> **TASK DIRECTIONS**
Provide the data again in its entirety, exactly as given.

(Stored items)
+===+

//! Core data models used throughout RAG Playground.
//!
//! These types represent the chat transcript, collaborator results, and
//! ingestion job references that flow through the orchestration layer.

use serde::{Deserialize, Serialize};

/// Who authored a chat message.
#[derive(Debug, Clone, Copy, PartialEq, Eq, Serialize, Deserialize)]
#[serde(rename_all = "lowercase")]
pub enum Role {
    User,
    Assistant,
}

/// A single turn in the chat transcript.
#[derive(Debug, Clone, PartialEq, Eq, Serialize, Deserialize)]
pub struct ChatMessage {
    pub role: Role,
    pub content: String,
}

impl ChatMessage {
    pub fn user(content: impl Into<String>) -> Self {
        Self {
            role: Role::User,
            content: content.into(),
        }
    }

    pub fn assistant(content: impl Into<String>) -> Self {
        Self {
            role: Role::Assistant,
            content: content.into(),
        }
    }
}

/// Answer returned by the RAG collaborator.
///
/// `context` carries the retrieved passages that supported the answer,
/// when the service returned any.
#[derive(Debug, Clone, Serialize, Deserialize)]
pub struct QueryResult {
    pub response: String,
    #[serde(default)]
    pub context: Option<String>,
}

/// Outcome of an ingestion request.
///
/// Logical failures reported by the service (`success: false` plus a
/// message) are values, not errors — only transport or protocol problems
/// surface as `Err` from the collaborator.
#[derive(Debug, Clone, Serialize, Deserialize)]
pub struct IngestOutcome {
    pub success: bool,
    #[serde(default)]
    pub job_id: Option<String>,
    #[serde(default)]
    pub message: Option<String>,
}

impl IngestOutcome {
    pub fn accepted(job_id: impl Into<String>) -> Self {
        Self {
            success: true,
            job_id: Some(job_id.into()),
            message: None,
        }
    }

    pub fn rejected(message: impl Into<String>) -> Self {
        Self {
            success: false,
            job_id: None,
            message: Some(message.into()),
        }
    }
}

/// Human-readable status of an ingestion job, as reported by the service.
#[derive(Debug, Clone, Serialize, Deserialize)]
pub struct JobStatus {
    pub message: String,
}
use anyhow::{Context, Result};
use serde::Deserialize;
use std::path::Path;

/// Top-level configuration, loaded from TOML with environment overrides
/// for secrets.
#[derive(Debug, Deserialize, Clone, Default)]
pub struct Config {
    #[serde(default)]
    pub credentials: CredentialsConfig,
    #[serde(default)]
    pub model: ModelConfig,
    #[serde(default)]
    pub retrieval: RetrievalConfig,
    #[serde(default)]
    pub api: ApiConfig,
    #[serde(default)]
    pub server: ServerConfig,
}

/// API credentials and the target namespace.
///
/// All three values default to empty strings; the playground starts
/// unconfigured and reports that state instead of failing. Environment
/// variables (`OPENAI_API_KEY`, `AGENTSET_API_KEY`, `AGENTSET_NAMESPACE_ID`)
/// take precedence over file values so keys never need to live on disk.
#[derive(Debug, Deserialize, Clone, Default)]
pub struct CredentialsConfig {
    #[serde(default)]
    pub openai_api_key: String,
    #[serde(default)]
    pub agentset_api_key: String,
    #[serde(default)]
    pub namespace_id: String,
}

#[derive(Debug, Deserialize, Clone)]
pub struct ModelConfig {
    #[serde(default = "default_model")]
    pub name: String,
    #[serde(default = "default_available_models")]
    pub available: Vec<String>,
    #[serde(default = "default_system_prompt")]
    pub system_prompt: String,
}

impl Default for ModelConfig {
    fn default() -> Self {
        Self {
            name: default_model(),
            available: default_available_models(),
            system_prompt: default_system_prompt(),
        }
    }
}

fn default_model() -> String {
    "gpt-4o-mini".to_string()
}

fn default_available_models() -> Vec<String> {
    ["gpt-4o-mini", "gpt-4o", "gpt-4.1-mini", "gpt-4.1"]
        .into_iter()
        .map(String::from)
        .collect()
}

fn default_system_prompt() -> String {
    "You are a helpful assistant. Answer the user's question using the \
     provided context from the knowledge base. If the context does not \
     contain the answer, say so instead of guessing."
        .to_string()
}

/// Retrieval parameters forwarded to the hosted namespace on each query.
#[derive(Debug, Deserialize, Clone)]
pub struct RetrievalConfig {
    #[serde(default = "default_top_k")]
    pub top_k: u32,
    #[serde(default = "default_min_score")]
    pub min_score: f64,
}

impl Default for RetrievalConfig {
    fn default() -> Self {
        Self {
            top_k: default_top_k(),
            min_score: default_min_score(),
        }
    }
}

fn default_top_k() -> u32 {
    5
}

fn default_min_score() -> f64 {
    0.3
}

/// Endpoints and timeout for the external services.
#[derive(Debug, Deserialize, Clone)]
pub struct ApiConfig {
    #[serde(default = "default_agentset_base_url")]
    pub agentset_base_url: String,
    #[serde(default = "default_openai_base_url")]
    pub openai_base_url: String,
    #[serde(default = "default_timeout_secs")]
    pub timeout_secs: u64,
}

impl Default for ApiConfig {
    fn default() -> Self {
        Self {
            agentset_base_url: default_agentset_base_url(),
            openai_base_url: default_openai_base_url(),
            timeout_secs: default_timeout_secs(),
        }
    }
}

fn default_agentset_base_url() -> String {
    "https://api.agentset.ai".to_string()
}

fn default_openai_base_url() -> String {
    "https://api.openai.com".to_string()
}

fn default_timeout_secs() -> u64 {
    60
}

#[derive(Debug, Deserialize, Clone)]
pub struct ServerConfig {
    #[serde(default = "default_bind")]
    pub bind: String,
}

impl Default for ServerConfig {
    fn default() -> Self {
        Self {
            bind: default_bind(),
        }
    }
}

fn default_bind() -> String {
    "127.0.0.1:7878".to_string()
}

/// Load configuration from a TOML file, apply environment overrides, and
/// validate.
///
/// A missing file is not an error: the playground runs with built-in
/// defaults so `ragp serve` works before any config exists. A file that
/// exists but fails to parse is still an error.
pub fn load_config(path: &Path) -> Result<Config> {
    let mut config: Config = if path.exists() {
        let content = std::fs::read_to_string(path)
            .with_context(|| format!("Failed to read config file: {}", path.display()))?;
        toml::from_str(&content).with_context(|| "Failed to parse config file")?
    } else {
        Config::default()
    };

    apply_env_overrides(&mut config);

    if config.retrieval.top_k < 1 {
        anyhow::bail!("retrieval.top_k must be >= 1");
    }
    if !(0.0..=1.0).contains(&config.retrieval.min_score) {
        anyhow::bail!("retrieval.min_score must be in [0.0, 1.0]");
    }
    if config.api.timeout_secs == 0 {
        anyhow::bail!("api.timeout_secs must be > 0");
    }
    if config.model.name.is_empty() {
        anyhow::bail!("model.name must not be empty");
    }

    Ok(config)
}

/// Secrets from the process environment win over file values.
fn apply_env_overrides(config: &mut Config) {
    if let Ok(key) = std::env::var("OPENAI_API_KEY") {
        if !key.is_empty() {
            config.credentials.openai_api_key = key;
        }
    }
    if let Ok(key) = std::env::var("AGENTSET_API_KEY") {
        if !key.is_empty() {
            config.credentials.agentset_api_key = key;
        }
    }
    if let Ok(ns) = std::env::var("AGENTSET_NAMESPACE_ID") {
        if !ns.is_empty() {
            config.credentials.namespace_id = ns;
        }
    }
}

+===+

> **ANSWER TO THIS TASK**
//! Core data models used throughout RAG Playground.
//!
//! These types represent the chat transcript, collaborator results, and
//! ingestion job references that flow through the orchestration layer.

use serde::{Deserialize, Serialize};

/// Who authored a chat message.
#[derive(Debug, Clone, Copy, PartialEq, Eq, Serialize, Deserialize)]
#[serde(rename_all = "lowercase")]
pub enum Role {
    User,
    Assistant,
}

/// A single turn in the chat transcript.
#[derive(Debug, Clone, PartialEq, Eq, Serialize, Deserialize)]
pub struct ChatMessage {
    pub role: Role,
    pub content: String,
}

impl ChatMessage {
    pub fn user(content: impl Into<String>) -> Self {
        Self {
            role: Role::User,
            content: content.into(),
        }
    }

    pub fn assistant(content: impl Into<String>) -> Self {
        Self {
            role: Role::Assistant,
            content: content.into(),
        }
    }
}

/// Answer returned by the RAG collaborator.
///
/// `context` carries the retrieved passages that supported the answer,
/// when the service returned any.
#[derive(Debug, Clone, Serialize, Deserialize)]
pub struct QueryResult {
    pub response: String,
    #[serde(default)]
    pub context: Option<String>,
}

/// Outcome of an ingestion request.
///
/// Logical failures reported by the service (`success: false` plus a
/// message) are values, not errors — only transport or protocol problems
/// surface as `Err` from the collaborator.
#[derive(Debug, Clone, Serialize, Deserialize)]
pub struct IngestOutcome {
    pub success: bool,
    #[serde(default)]
    pub job_id: Option<String>,
    #[serde(default)]
    pub message: Option<String>,
}

impl IngestOutcome {
    pub fn accepted(job_id: impl Into<String>) -> Self {
        Self {
            success: true,
            job_id: Some(job_id.into()),
            message: None,
        }
    }

    pub fn rejected(message: impl Into<String>) -> Self {
        Self {
            success: false,
            job_id: None,
            message: Some(message.into()),
        }
    }
}

/// Human-readable status of an ingestion job, as reported by the service.
#[derive(Debug, Clone, Serialize, Deserialize)]
pub struct JobStatus {
    pub message: String,
}
use anyhow::{Context, Result};
use serde::Deserialize;
use std::path::Path;

/// Top-level configuration, loaded from TOML with environment overrides
/// for secrets.
#[derive(Debug, Deserialize, Clone, Default)]
pub struct Config {
    #[serde(default)]
    pub credentials: CredentialsConfig,
    #[serde(default)]
    pub model: ModelConfig,
    #[serde(default)]
    pub retrieval: RetrievalConfig,
    #[serde(default)]
    pub api: ApiConfig,
    #[serde(default)]
    pub server: ServerConfig,
}

/// API credentials and the target namespace.
///
/// All three values default to empty strings; the playground starts
/// unconfigured and reports that state instead of failing. Environment
/// variables (`OPENAI_API_KEY`, `AGENTSET_API_KEY`, `AGENTSET_NAMESPACE_ID`)
/// take precedence over file values so keys never need to live on disk.
#[derive(Debug, Deserialize, Clone, Default)]
pub struct CredentialsConfig {
    #[serde(default)]
    pub openai_api_key: String,
    #[serde(default)]
    pub agentset_api_key: String,
    #[serde(default)]
    pub namespace_id: String,
}

#[derive(Debug, Deserialize, Clone)]
pub struct ModelConfig {
    #[serde(default = "default_model")]
    pub name: String,
    #[serde(default = "default_available_models")]
    pub available: Vec<String>,
    #[serde(default = "default_system_prompt")]
    pub system_prompt: String,
}

impl Default for ModelConfig {
    fn default() -> Self {
        Self {
            name: default_model(),
            available: default_available_models(),
            system_prompt: default_system_prompt(),
        }
    }
}

fn default_model() -> String {
    "gpt-4o-mini".to_string()
}

fn default_available_models() -> Vec<String> {
    ["gpt-4o-mini", "gpt-4o", "gpt-4.1-mini", "gpt-4.1"]
        .into_iter()
        .map(String::from)
        .collect()
}

fn default_system_prompt() -> String {
    "You are a helpful assistant. Answer the user's question using the \
     provided context from the knowledge base. If the context does not \
     contain the answer, say so instead of guessing."
        .to_string()
}

/// Retrieval parameters forwarded to the hosted namespace on each query.
#[derive(Debug, Deserialize, Clone)]
pub struct RetrievalConfig {
    #[serde(default = "default_top_k")]
    pub top_k: u32,
    #[serde(default = "default_min_score")]
    pub min_score: f64,
}

impl Default for RetrievalConfig {
    fn default() -> Self {
        Self {
            top_k: default_top_k(),
            min_score: default_min_score(),
        }
    }
}

fn default_top_k() -> u32 {
    5
}

fn default_min_score() -> f64 {
    0.3
}

/// Endpoints and timeout for the external services.
#[derive(Debug, Deserialize, Clone)]
pub struct ApiConfig {
    #[serde(default = "default_agentset_base_url")]
    pub agentset_base_url: String,
    #[serde(default = "default_openai_base_url")]
    pub openai_base_url: String,
    #[serde(default = "default_timeout_secs")]
    pub timeout_secs: u64,
}

impl Default for ApiConfig {
    fn default() -> Self {
        Self {
            agentset_base_url: default_agentset_base_url(),
            openai_base_url: default_openai_base_url(),
            timeout_secs: default_timeout_secs(),
        }
    }
}

fn default_agentset_base_url() -> String {
    "https://api.agentset.ai".to_string()
}

fn default_openai_base_url() -> String {
    "https://api.openai.com".to_string()
}

fn default_timeout_secs() -> u64 {
    60
}

#[derive(Debug, Deserialize, Clone)]
pub struct ServerConfig {
    #[serde(default = "default_bind")]
    pub bind: String,
}

impl Default for ServerConfig {
    fn default() -> Self {
        Self {
            bind: default_bind(),
        }
    }
}

fn default_bind() -> String {
    "127.0.0.1:7878".to_string()
}

/// Load configuration from a TOML file, apply environment overrides, and
/// validate.
///
/// A missing file is not an error: the playground runs with built-in
/// defaults so `ragp serve` works before any config exists. A file that
/// exists but fails to parse is still an error.
pub fn load_config(path: &Path) -> Result<Config> {
    let mut config: Config = if path.exists() {
        let content = std::fs::read_to_string(path)
            .with_context(|| format!("Failed to read config file: {}", path.display()))?;
        toml::from_str(&content).with_context(|| "Failed to parse config file")?
    } else {
        Config::default()
    };

    apply_env_overrides(&mut config);

    if config.retrieval.top_k < 1 {
        anyhow::bail!("retrieval.top_k must be >= 1");
    }
    if !(0.0..=1.0).contains(&config.retrieval.min_score) {
        anyhow::bail!("retrieval.min_score must be in [0.0, 1.0]");
    }
    if config.api.timeout_secs == 0 {
        anyhow::bail!("api.timeout_secs must be > 0");
    }
    if config.model.name.is_empty() {
        anyhow::bail!("model.name must not be empty");
    }

    Ok(config)
}

/// Secrets from the process environment win over file values.
fn apply_env_overrides(config: &mut Config) {
    if let Ok(key) = std::env::var("OPENAI_API_KEY") {
        if !key.is_empty() {
            config.credentials.openai_api_key = key;
        }
    }
    if let Ok(key) = std::env::var("AGENTSET_API_KEY") {
        if !key.is_empty() {
            config.credentials.agentset_api_key = key;
        }
    }
    if let Ok(ns) = std::env::var("AGENTSET_NAMESPACE_ID") {
        if !ns.is_empty() {
            config.credentials.namespace_id = ns;
        }
    }
}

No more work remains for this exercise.